Today was a relatively low-key day. Liam was feeling a good deal better after 12 hours of sleep and letting his fever run its course, but other family members were beginning to show signs of illness. We spent a good deal of the day pottering about the house, laying low and resting. On towards afternoon, however, I decided that we desperately needed to do something London specific, so I dragged Emily and Liam off to nearby Hampstead Heath for a hike.

Hampstead Heath is one of the larger parks in London, which means it’s huge. While there are a number of nice foot and bicycle trails through it, it’s not cultivated to the degree that some of the other parks are, giving it a nice “walk through the woods” feel.
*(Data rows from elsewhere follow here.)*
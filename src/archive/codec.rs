//! Flat record codec
//!
//! Every framing structure in a package is a flat record: a fixed sequence of
//! fixed-width numbers and text fields, written big-endian. A record type
//! declares its layout once as a [`FieldKind`] schema table and converts
//! itself to and from [`FieldValue`]s; [`write_record`] and [`read_record`]
//! do the byte work for all of them.
//!
//! Text is written as a `u64` count of Unicode scalar values followed by one
//! 4-byte big-endian cell per scalar value, so a text field takes
//! `8 + 4 * count` bytes regardless of its UTF-8 length.

use crate::error::{JpkgError, Result};
use std::io::{Read, Write};

/// Width of one text cell in bytes
pub const CELL_SIZE: u64 = 4;

/// Filler written into alignment padding
pub const PAD_PATTERN: [u8; 4] = [0xDE, 0xAD, 0xBE, 0xEF];

/// Alignment of the header and manifest sections
pub const ALIGNMENT: u64 = 16;

/// Field types a record schema may declare
#[derive(Debug, Clone, Copy, PartialEq, Eq)]
pub enum FieldKind {
    U8,
    U16,
    U32,
    U64,
    I64,
    Bool,
    /// 16 raw bytes
    Uuid,
    /// Count-prefixed codepoint cells
    Text,
    /// Nested aggregate; always rejected
    Record,
}

impl FieldKind {
    fn name(self) -> &'static str {
        match self {
            Self::U8 => "u8",
            Self::U16 => "u16",
            Self::U32 => "u32",
            Self::U64 => "u64",
            Self::I64 => "i64",
            Self::Bool => "bool",
            Self::Uuid => "uuid",
            Self::Text => "text",
            Self::Record => "record",
        }
    }
}

/// A single field value
#[derive(Debug, Clone, PartialEq, Eq)]
pub enum FieldValue {
    U8(u8),
    U16(u16),
    U32(u32),
    U64(u64),
    I64(i64),
    Bool(bool),
    Uuid([u8; 16]),
    Text(String),
    Record(Vec<FieldValue>),
}

impl FieldValue {
    fn kind(&self) -> FieldKind {
        match self {
            Self::U8(_) => FieldKind::U8,
            Self::U16(_) => FieldKind::U16,
            Self::U32(_) => FieldKind::U32,
            Self::U64(_) => FieldKind::U64,
            Self::I64(_) => FieldKind::I64,
            Self::Bool(_) => FieldKind::Bool,
            Self::Uuid(_) => FieldKind::Uuid,
            Self::Text(_) => FieldKind::Text,
            Self::Record(_) => FieldKind::Record,
        }
    }
}

/// A flat record with a declared binary layout
pub trait BinaryRecord: Sized {
    /// Record name used in error messages
    const NAME: &'static str;

    /// Field layout, in wire order
    const SCHEMA: &'static [FieldKind];

    fn to_fields(&self) -> Vec<FieldValue>;

    fn from_fields(fields: Fields) -> Result<Self>;
}

/// Decoded field values, consumed in schema order by [`BinaryRecord::from_fields`]
pub struct Fields {
    record: &'static str,
    index: usize,
    values: std::vec::IntoIter<FieldValue>,
}

impl Fields {
    fn new(record: &'static str, values: Vec<FieldValue>) -> Self {
        Self {
            record,
            index: 0,
            values: values.into_iter(),
        }
    }

    fn next(&mut self, expected: FieldKind) -> Result<FieldValue> {
        let field = self.index;
        self.index += 1;
        match self.values.next() {
            Some(value) if value.kind() == expected => Ok(value),
            _ => Err(JpkgError::FieldMismatch {
                record: self.record,
                field,
                expected: expected.name(),
            }),
        }
    }

    pub fn u8(&mut self) -> Result<u8> {
        match self.next(FieldKind::U8)? {
            FieldValue::U8(v) => Ok(v),
            _ => unreachable!("kind checked by Fields::next"),
        }
    }

    pub fn u16(&mut self) -> Result<u16> {
        match self.next(FieldKind::U16)? {
            FieldValue::U16(v) => Ok(v),
            _ => unreachable!("kind checked by Fields::next"),
        }
    }

    pub fn bool(&mut self) -> Result<bool> {
        match self.next(FieldKind::Bool)? {
            FieldValue::Bool(v) => Ok(v),
            _ => unreachable!("kind checked by Fields::next"),
        }
    }

    pub fn u32(&mut self) -> Result<u32> {
        match self.next(FieldKind::U32)? {
            FieldValue::U32(v) => Ok(v),
            _ => unreachable!("kind checked by Fields::next"),
        }
    }

    pub fn u64(&mut self) -> Result<u64> {
        match self.next(FieldKind::U64)? {
            FieldValue::U64(v) => Ok(v),
            _ => unreachable!("kind checked by Fields::next"),
        }
    }

    pub fn i64(&mut self) -> Result<i64> {
        match self.next(FieldKind::I64)? {
            FieldValue::I64(v) => Ok(v),
            _ => unreachable!("kind checked by Fields::next"),
        }
    }

    pub fn uuid(&mut self) -> Result<[u8; 16]> {
        match self.next(FieldKind::Uuid)? {
            FieldValue::Uuid(v) => Ok(v),
            _ => unreachable!("kind checked by Fields::next"),
        }
    }

    pub fn text(&mut self) -> Result<String> {
        match self.next(FieldKind::Text)? {
            FieldValue::Text(v) => Ok(v),
            _ => unreachable!("kind checked by Fields::next"),
        }
    }
}

/// Write a record, returning the number of bytes written
pub fn write_record<W: Write, T: BinaryRecord>(mut writer: W, record: &T) -> Result<usize> {
    let values = record.to_fields();
    if values.len() != T::SCHEMA.len() {
        return Err(JpkgError::FieldMismatch {
            record: T::NAME,
            field: values.len().min(T::SCHEMA.len()),
            expected: "schema field count",
        });
    }

    for (index, (value, kind)) in values.iter().zip(T::SCHEMA).enumerate() {
        if *kind == FieldKind::Record || value.kind() == FieldKind::Record {
            return Err(JpkgError::NestedField {
                record: T::NAME,
                field: index,
            });
        }
        if value.kind() != *kind {
            return Err(JpkgError::FieldMismatch {
                record: T::NAME,
                field: index,
                expected: kind.name(),
            });
        }
    }

    // Encode in full before touching the sink
    let mut buf = Vec::new();
    for value in &values {
        write_value(&mut buf, value)?;
    }
    writer.write_all(&buf)?;
    Ok(buf.len())
}

/// Read a record laid out according to `T::SCHEMA`
pub fn read_record<R: Read, T: BinaryRecord>(mut reader: R) -> Result<T> {
    if let Some(field) = T::SCHEMA.iter().position(|k| *k == FieldKind::Record) {
        return Err(JpkgError::NestedField {
            record: T::NAME,
            field,
        });
    }

    let mut values = Vec::with_capacity(T::SCHEMA.len());
    for kind in T::SCHEMA {
        values.push(read_value(&mut reader, *kind)?);
    }
    T::from_fields(Fields::new(T::NAME, values))
}

/// Fixed encoded size of a record whose schema has no text fields
pub fn fixed_size(schema: &[FieldKind]) -> Option<u64> {
    schema.iter().try_fold(0u64, |acc, kind| {
        let width = match kind {
            FieldKind::U8 | FieldKind::Bool => 1,
            FieldKind::U16 => 2,
            FieldKind::U32 => 4,
            FieldKind::U64 | FieldKind::I64 => 8,
            FieldKind::Uuid => 16,
            FieldKind::Text | FieldKind::Record => return None,
        };
        Some(acc + width)
    })
}

fn write_value<W: Write>(writer: &mut W, value: &FieldValue) -> Result<usize> {
    let written = match value {
        FieldValue::U8(v) => {
            writer.write_all(&[*v])?;
            1
        }
        FieldValue::U16(v) => {
            writer.write_all(&v.to_be_bytes())?;
            2
        }
        FieldValue::U32(v) => {
            writer.write_all(&v.to_be_bytes())?;
            4
        }
        FieldValue::U64(v) => {
            writer.write_all(&v.to_be_bytes())?;
            8
        }
        FieldValue::I64(v) => {
            writer.write_all(&v.to_be_bytes())?;
            8
        }
        FieldValue::Bool(v) => {
            writer.write_all(&[u8::from(*v)])?;
            1
        }
        FieldValue::Uuid(v) => {
            writer.write_all(v)?;
            16
        }
        FieldValue::Text(s) => {
            writer.write_all(&scalar_count(s).to_be_bytes())?;
            8 + write_cells(&mut *writer, s)?
        }
        FieldValue::Record(_) => unreachable!("nested records rejected before writing"),
    };
    Ok(written)
}

fn read_value<R: Read>(reader: &mut R, kind: FieldKind) -> Result<FieldValue> {
    let value = match kind {
        FieldKind::U8 => FieldValue::U8(read_array::<_, 1>(reader)?[0]),
        FieldKind::U16 => FieldValue::U16(u16::from_be_bytes(read_array(reader)?)),
        FieldKind::U32 => FieldValue::U32(u32::from_be_bytes(read_array(reader)?)),
        FieldKind::U64 => FieldValue::U64(u64::from_be_bytes(read_array(reader)?)),
        FieldKind::I64 => FieldValue::I64(i64::from_be_bytes(read_array(reader)?)),
        FieldKind::Bool => FieldValue::Bool(read_array::<_, 1>(reader)?[0] != 0),
        FieldKind::Uuid => FieldValue::Uuid(read_array(reader)?),
        FieldKind::Text => {
            let count = u64::from_be_bytes(read_array(reader)?);
            FieldValue::Text(read_cells(reader, count)?)
        }
        FieldKind::Record => unreachable!("nested records rejected before reading"),
    };
    Ok(value)
}

fn read_array<R: Read, const N: usize>(reader: &mut R) -> Result<[u8; N]> {
    let mut buf = [0u8; N];
    reader.read_exact(&mut buf)?;
    Ok(buf)
}

/// Number of Unicode scalar values in `s`
pub fn scalar_count(s: &str) -> u64 {
    s.chars().count() as u64
}

/// Encoded size of `count` cells
pub fn cells_size(count: u64) -> u64 {
    count * CELL_SIZE
}

/// Write the cells of `s` without a count prefix
pub fn write_cells<W: Write>(mut writer: W, s: &str) -> Result<usize> {
    let mut buf = Vec::with_capacity(s.len() * CELL_SIZE as usize);
    for c in s.chars() {
        buf.extend_from_slice(&u32::from(c).to_be_bytes());
    }
    writer.write_all(&buf)?;
    Ok(buf.len())
}

/// Read `count` cells into a string
pub fn read_cells<R: Read>(mut reader: R, count: u64) -> Result<String> {
    // Counts come from untrusted input; grow as cells actually arrive
    let mut out = String::with_capacity(count.min(4096) as usize);
    for _ in 0..count {
        let mut cell = [0u8; 4];
        reader.read_exact(&mut cell)?;
        let scalar = u32::from_be_bytes(cell);
        let c = char::from_u32(scalar).ok_or(JpkgError::InvalidScalar(scalar))?;
        out.push(c);
    }
    Ok(out)
}

/// Filler bytes needed to bring a section of length `m` to the next 16-byte boundary
pub fn padding_len(m: u64) -> u64 {
    ((m / ALIGNMENT + 1) * ALIGNMENT - m) % ALIGNMENT
}

/// Write `count` filler bytes, returning `count`
pub fn write_padding<W: Write>(mut writer: W, count: u64) -> Result<usize> {
    let filler: Vec<u8> = PAD_PATTERN
        .iter()
        .copied()
        .cycle()
        .take(count as usize)
        .collect();
    writer.write_all(&filler)?;
    Ok(filler.len())
}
We started on the west side of the park, near the tube station, and walked generally east, mostly along the bicycle trail that bisects the green space. We passed a variety of people, the usual assortment of large and extremely friendly dogs, and a number of cyclists as we wended our way through the leafy expanse. While there are no wild cactus to speak of here in England, due presumably to the cold winters, there are a variety of other plants to be careful of — berry bushes with thorns, pointy holly leaves, and my personal nemesis, stinging nettle.

After about 30 minutes of meandering vaguely eastward, we saw a large which we decided to climb. This turned out to be Parliament Hill, the heart of the Heath, from which one is afforded a smashing panorama of the city. I was a bit baffled by the abundance of park benches that topped the hill and were scattered extremely liberally throughout the rest of the park until I noticed that each of them bore a dedication, and had apparently been sponsored by someone to whom the Heath had been meaningful — rather a nifty way to give something back to others who enjoy it.

From the top of the hill, we saw “The Writer” — a huge, orange sculpture of a table and chair that towered 60 feet or so in the air, dwarfing the people who wandered about below it. Some rain had accumulated on the tabletop during the night, and as the wind picked up as we passed, the water blew off the edge and doused a gaggle of preadolescents who were playing below, eliciting bafflement and then hilarious shrieks. From there we sauntered over to a cafe (the parks here seem rife with them), and brought our sandwiches over to the public bowling green to watch a group of six septuagenarians demonstrate the finer points of lawn bowling. After 20 minutes of munching and watching, we caught a bus and headed back to the house.

Supermarket note: One thing I find absolutely wonderful about shopping for food here is that all the produce has listed on its label not only the usual weight and price, but also what part of England it was “Grown In” and whom it was “Grown By.” Though it may not actually reflect business realities, it makes one feel much closer to the farmer and as if someone has a personal stake in the food you buy — much more so than does buying from Agrico’s Worldwide Lettuce Consortium back in the States.